Will and Powers of Attorney - Mandate
It won't kill you to write a will. As a matter of fact, it will give you peace of mind to know that, when the people you love are struggling to deal with your passing, you have already taken care of everything to eliminate problems and keep everyone on good terms.
Whether you have extensive holdings or few possessions, it is of paramount importance that they be transferred as smoothly as possible to those to whom you have succession by leaving clear, written instructions.
In the absence of a will, the law determines who your heirs are and how much they will receive. The people designated as heirs in this way may not necessarily be those whom you would have chosen. This situation could give rise to many disagreements.
Don't let the law choose your heirs for you. Make your last wishes clear.
Why a notarial will?
A notarial will offers the most advantages. As a general rule, this type of will is made before a notary and a witness.
It allows the liquidation of the succession to be initiated more quickly.
A notarial will comes into effect immediately upon the death of the testator. All other types of wills—handwritten (holograph) or signed by two witnesses—must be probated. This delays the beginning of the settlement of the succession and entails legal fees that are undoubtedly higher than the cost of drawing up a notarial will. Writing your own will is not synonymous with saving time and money.
It ensures that your wishes are faithfully recorded in writing.

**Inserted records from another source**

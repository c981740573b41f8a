use std::collections::HashSet;
use std::fmt::{Display, Formatter};
use std::path::{Path, PathBuf};
use std::sync::Arc;
use std::time::Duration;

use anyhow::anyhow;
use lazy_static::lazy_static;
use tracing::warn;
use url::Url;

use crate::config::default_local_repository;
use crate::util::checksum::Checksum;

pub const DEFAULT_SNAPSHOT_UPDATE_DELAY: Duration = Duration::from_secs(24 * 60 * 60);
pub const DEFAULT_CACHE_NAME: &str = "local";

lazy_static! {
    static ref DEFAULT_CACHE: Arc<Repository> = Arc::new(local_m2());
}

/// A Maven 2 layout repository, either on the local file system (`file:` URL) or remote.
///
/// A remote repository always has a local repository as its cache; downloaded files are stored
///  there and looked up there first. A local repository never has a cache.
#[derive(Debug, Clone, PartialEq)]
pub struct Repository {
    name: String,
    url: Url, // with trailing '/'
    cache: Option<Arc<Repository>>,
    releases: bool,
    snapshots: bool,
    checksum: Checksum,
    tolerate_checksum_mismatch: bool,
    snapshot_update_delay: Duration,
}

impl Repository {
    /// Remote repositories are cached in the default local repository unless configured otherwise
    ///  via [Repository::with_cache].
    pub fn new(name: impl Into<String>, url: Url) -> Repository {
        let mut url = url;
        if !url.path().ends_with('/') {
            let path = format!("{}/", url.path());
            url.set_path(&path);
        }

        let mut result = Repository {
            name: name.into(),
            url,
            cache: None,
            releases: true,
            snapshots: true,
            checksum: Checksum::default(),
            tolerate_checksum_mismatch: false,
            snapshot_update_delay: DEFAULT_SNAPSHOT_UPDATE_DELAY,
        };
        if !result.is_local() {
            result.cache = Some(DEFAULT_CACHE.clone());
        }
        result
    }

    pub fn local(name: impl Into<String>, directory: &Path) -> anyhow::Result<Repository> {
        let url = Url::from_directory_path(directory)
            .map_err(|_| anyhow!("not an absolute directory path: {}", directory.display()))?;
        Ok(Repository::new(name, url))
    }

    /// A local repository silently keeps having no cache, a remote repository falls back to the
    ///  default cache if `cache` is `None` or not local.
    pub fn with_cache(mut self, cache: Option<Arc<Repository>>) -> Repository {
        self.cache = match cache {
            Some(cache) if self.is_local() => {
                warn!("local repository {} can not have a cache - ignoring {}", self.name, cache.name);
                None
            }
            None if self.is_local() => None,
            Some(cache) if cache.is_local() => Some(cache),
            Some(cache) => {
                warn!("cache {} of repository {} is not local - using the default cache instead", cache.name, self.name);
                Some(DEFAULT_CACHE.clone())
            }
            None => {
                warn!("remote repository {} needs a cache - using the default cache", self.name);
                Some(DEFAULT_CACHE.clone())
            }
        };
        self
    }

    pub fn with_releases(mut self, releases: bool) -> Repository {
        self.releases = releases;
        self
    }

    pub fn with_snapshots(mut self, snapshots: bool) -> Repository {
        self.snapshots = snapshots;
        self
    }

    pub fn with_checksum(mut self, checksum: Checksum) -> Repository {
        self.checksum = checksum;
        self
    }

    pub fn tolerating_checksum_mismatch(mut self, tolerate: bool) -> Repository {
        self.tolerate_checksum_mismatch = tolerate;
        self
    }

    pub fn with_snapshot_update_delay(mut self, delay: Duration) -> Repository {
        self.snapshot_update_delay = delay;
        self
    }

    pub fn name(&self) -> &str {
        &self.name
    }

    pub fn url(&self) -> &Url {
        &self.url
    }

    pub fn cache(&self) -> Option<&Arc<Repository>> {
        self.cache.as_ref()
    }

    pub fn releases(&self) -> bool {
        self.releases
    }

    pub fn snapshots(&self) -> bool {
        self.snapshots
    }

    pub fn checksum(&self) -> Checksum {
        self.checksum
    }

    pub fn tolerates_checksum_mismatch(&self) -> bool {
        self.tolerate_checksum_mismatch
    }

    pub fn snapshot_update_delay(&self) -> Duration {
        self.snapshot_update_delay
    }

    pub fn is_local(&self) -> bool {
        self.url.scheme() == "file"
    }

    /// root directory of a local repository
    pub fn local_path(&self) -> Option<PathBuf> {
        if !self.is_local() {
            return None;
        }
        self.url.to_file_path().ok()
    }

    /// The directory resolution writes to when using this repository: a local repository's own
    ///  directory, a remote repository's cache directory.
    pub fn directory_to_lock(&self) -> Option<PathBuf> {
        match &self.cache {
            Some(cache) => cache.local_path(),
            None => self.local_path(),
        }
    }

    /// `path` is relative to the repository root, e.g. `org/example/lib/1.0/lib-1.0.pom`
    pub fn file_url(&self, path: &str) -> anyhow::Result<Url> {
        Ok(self.url.join(path)?)
    }
}

impl Display for Repository {
    fn fmt(&self, f: &mut Formatter<'_>) -> std::fmt::Result {
        write!(f, "{} at {}", self.name, self.url)?;
        if let Some(cache) = &self.cache {
            write!(f, " (cached by {})", cache.name)?;
        }
        Ok(())
    }
}

pub fn maven_central() -> Repository {
    Repository::new(
        "central",
        Url::parse("https://repo1.maven.org/maven2/").expect("valid literal URL"),
    )
        .with_snapshots(false)
}

/// The default local repository, see [crate::config::default_local_repository]
pub fn local_m2() -> Repository {
    let path = default_local_repository();
    Repository::local(DEFAULT_CACHE_NAME, &path)
        .expect("default local repository is absolute")
}

/// The order in which repositories are searched: every cache is added next to the repository it
///  caches, local repositories come before remote ones, ties are broken by name. Repositories with a
///  name that is already present are dropped.
pub fn sort_for_resolution(repositories: &[Arc<Repository>]) -> Vec<Arc<Repository>> {
    let mut result: Vec<Arc<Repository>> = Vec::with_capacity(repositories.len() * 2);
    for repository in repositories {
        result.push(repository.clone());
        if let Some(cache) = &repository.cache {
            result.push(cache.clone());
        }
    }

    result.sort_by(|a, b| (!a.is_local(), &a.name).cmp(&(!b.is_local(), &b.name)));

    let mut seen = HashSet::new();
    result.retain(|r| seen.insert(r.name.clone()));
    result
}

Your notary is a specialist in succession law and an expert in drafting legal documents. This will ensure that your will is well written, complete and, above all, contains no ambiguity. By going to a notary—a lawyer experienced in estate planning and drafting notarial acts—you can rest assured that your will is perfectly adapted to your financial situation and that there will be no problems interpreting it. Your notary knows the importance of choosing the right words. Your notary will record your last wishes in accordance with the law and your instructions. Furthermore, the advice given to you by your notary will help you to remember everything and plan for all possibilities, which will greatly simplify the task of the person(s) responsible for the liquidation of your succession.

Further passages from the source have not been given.